W Wielkiej Brytanii zaczyna brakować paliwa. Brytyjczycy kupują benzynę na zapas w obawie strajku, jaki zapowiedzieli kierowcy cystern. Do protestu może dojść w okresie świąt wielkanocnych.
Terminu strajku brytyjskich kierowców cystern rozwożących benzynę jeszcze nie ogłoszono, ale paliwa już zaczyna brakować. Mimo ostrzeżeń przed paniką, na wielu stacjach benzynowych od trzech dni widać duży ruch. Sprzedaż bezołowiowej benzyny wzrosła średnio o 45 proc., a oleju napędowego 20 procent.

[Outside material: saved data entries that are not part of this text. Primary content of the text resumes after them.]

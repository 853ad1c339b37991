pub mod identity;
pub mod models;
pub mod payloads;
pub mod shape;
pub mod transform;

pub use identity::{resolve_repo_name, IdentityError, RepositoryIdentity};
pub use models::{ActivityId, ActivityKind, ActivityRecord};
pub use payloads::ActivityPayload;
pub use shape::{
    extract_items, is_empty_payload, locate, CandidatePath, ShapeCandidates, ShapeMatch,
};
pub use transform::{normalize_activity, normalize_items, parse_timestamp};
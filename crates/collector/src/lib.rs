pub mod client;
pub mod credentials;
pub mod error;
pub mod fetcher;
pub mod metrics;
pub mod report;
pub mod transport;

pub use client::{ActivitySource, Endpoints, HttpActivityClient};
pub use credentials::{Anonymous, CredentialProvider, StaticToken};
pub use error::FetchError;
pub use fetcher::{ActivityBatch, ActivityFetcher, KindActivity, SettledBatch};
pub use report::{BatchReport, KindReport};
pub use transport::{HttpExec, ReqwestExecutor};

Zamiar strajku zgłosił związek zawodowy Unite zrzeszający ok. 2 tys. kierowców, zatrudnionych przez pięciu z siedmiu największych dostawców paliw. Ustawodawstwo strajkowe wymaga powiadomienia pracodawcy z siedmiodniowym wyprzedzeniem - do strajku może więc dojść w okresie Wielkanocy, gdy wielu ludzi wyrusza samochodami w odwiedziny do krewnych i znajomych.

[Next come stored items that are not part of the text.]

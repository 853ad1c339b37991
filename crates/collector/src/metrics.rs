use once_cell::sync::Lazy;
use prometheus::{register_histogram_vec, register_int_counter_vec, HistogramVec, IntCounterVec};

pub static FETCH_REQUESTS_TOTAL: Lazy<IntCounterVec> = Lazy::new(|| {
    register_int_counter_vec!(
        "activity_fetch_requests_total",
        "Activity requests issued to the backend grouped by kind and outcome",
        &["kind", "outcome"]
    )
    .expect("activity fetch requests")
});

pub static FETCH_LATENCY_SECONDS: Lazy<HistogramVec> = Lazy::new(|| {
    register_histogram_vec!(
        "activity_fetch_latency_seconds",
        "Latency of activity requests in seconds",
        &["kind"],
        vec![0.05, 0.1, 0.25, 0.5, 1.0, 2.5, 5.0, 10.0, 30.0]
    )
    .expect("activity fetch latency")
});

pub static FETCH_ITEMS_TOTAL: Lazy<IntCounterVec> = Lazy::new(|| {
    register_int_counter_vec!(
        "activity_items_normalized_total",
        "Activity records produced by normalization per kind",
        &["kind"]
    )
    .expect("activity items normalized")
});

pub static SHAPE_MISSES_TOTAL: Lazy<IntCounterVec> = Lazy::new(|| {
    register_int_counter_vec!(
        "activity_shape_misses_total",
        "Payloads where no candidate key held an item array",
        &["kind"]
    )
    .expect("activity shape misses")
});

pub static BATCHES_TOTAL: Lazy<IntCounterVec> = Lazy::new(|| {
    register_int_counter_vec!(
        "activity_batches_total",
        "Activity batches grouped by outcome",
        &["outcome"]
    )
    .expect("activity batches")
});
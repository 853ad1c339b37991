use std::time::Duration;

use anyhow::Result;
use async_trait::async_trait;
use common::AppError;
use http::{Request, Response};

/// Executes one fully-built HTTP request. Tests swap in canned responses here.
#[async_trait]
pub trait HttpExec: Send + Sync {
    async fn execute(&self, req: Request<Vec<u8>>) -> Result<Response<Vec<u8>>>;
}

pub struct ReqwestExecutor {
    client: reqwest::Client,
}

impl ReqwestExecutor {
    pub fn new(user_agent: &str, connect_timeout: Option<Duration>) -> common::Result<Self> {
        let mut builder = reqwest::Client::builder().user_agent(user_agent);
        if let Some(timeout) = connect_timeout {
            builder = builder.connect_timeout(timeout);
        }
        let client = builder.build().map_err(AppError::http)?;
        Ok(Self { client })
    }
}

#[async_trait]
impl HttpExec for ReqwestExecutor {
    async fn execute(&self, req: Request<Vec<u8>>) -> Result<Response<Vec<u8>>> {
        let (parts, body) = req.into_parts();
        let builder = self
            .client
            .request(parts.method, parts.uri.to_string())
            .headers(parts.headers);
        let resp = builder.body(body).send().await?;
        let status = resp.status();
        let headers = resp.headers().clone();
        let bytes = resp.bytes().await?;
        let mut response = Response::builder().status(status).body(bytes.to_vec())?;
        *response.headers_mut() = headers;
        Ok(response)
    }
}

Z nieoficjalnych doniesień wynika, że kierowcy strajkowaliby przez cztery dni z rzędu, następnie wróciliby do pracy na dwa dni, po czym znów strajkowaliby przez kolejne cztery. Protest może wymusić zamknięcie 8 tys. stacji benzynowych.
Jeszcze przed ogłoszeniem decyzji związkowców brytyjski rząd zapowiedział, że do rozwożenia benzyny skieruje wojsko. Według BBC, na przeszkolenie w tym zakresie skierowano już 80 kierowców pracujących dla RAF-u.
Minister ds. gabinetu Francis Maude zasugerował kierowcom, żeby na wszelki wypadek napełnili zapasowe kanistry. To z kolei oburzyło strażaków, którzy obawiają się ryzyka pożarów. Sekretarz generalny związku zawodowego strażaków Matt Wrack oświadczył, że przechowywanie w domu więcej niż 10 litrów benzyny w dwóch 5-litrowych plastikowych pojemnikach jest sprzeczne z prawem. Minister, który poleca obywatelom gromadzenie paliwa powinien mieć więcej oleju w głowie - dodał Wrack.
Automobilkluby ostrzegają, że plotki i pogłoski łatwo mogą przekształcić się w kryzys i apelują o powstrzymanie się od panicznych zakupów paliw.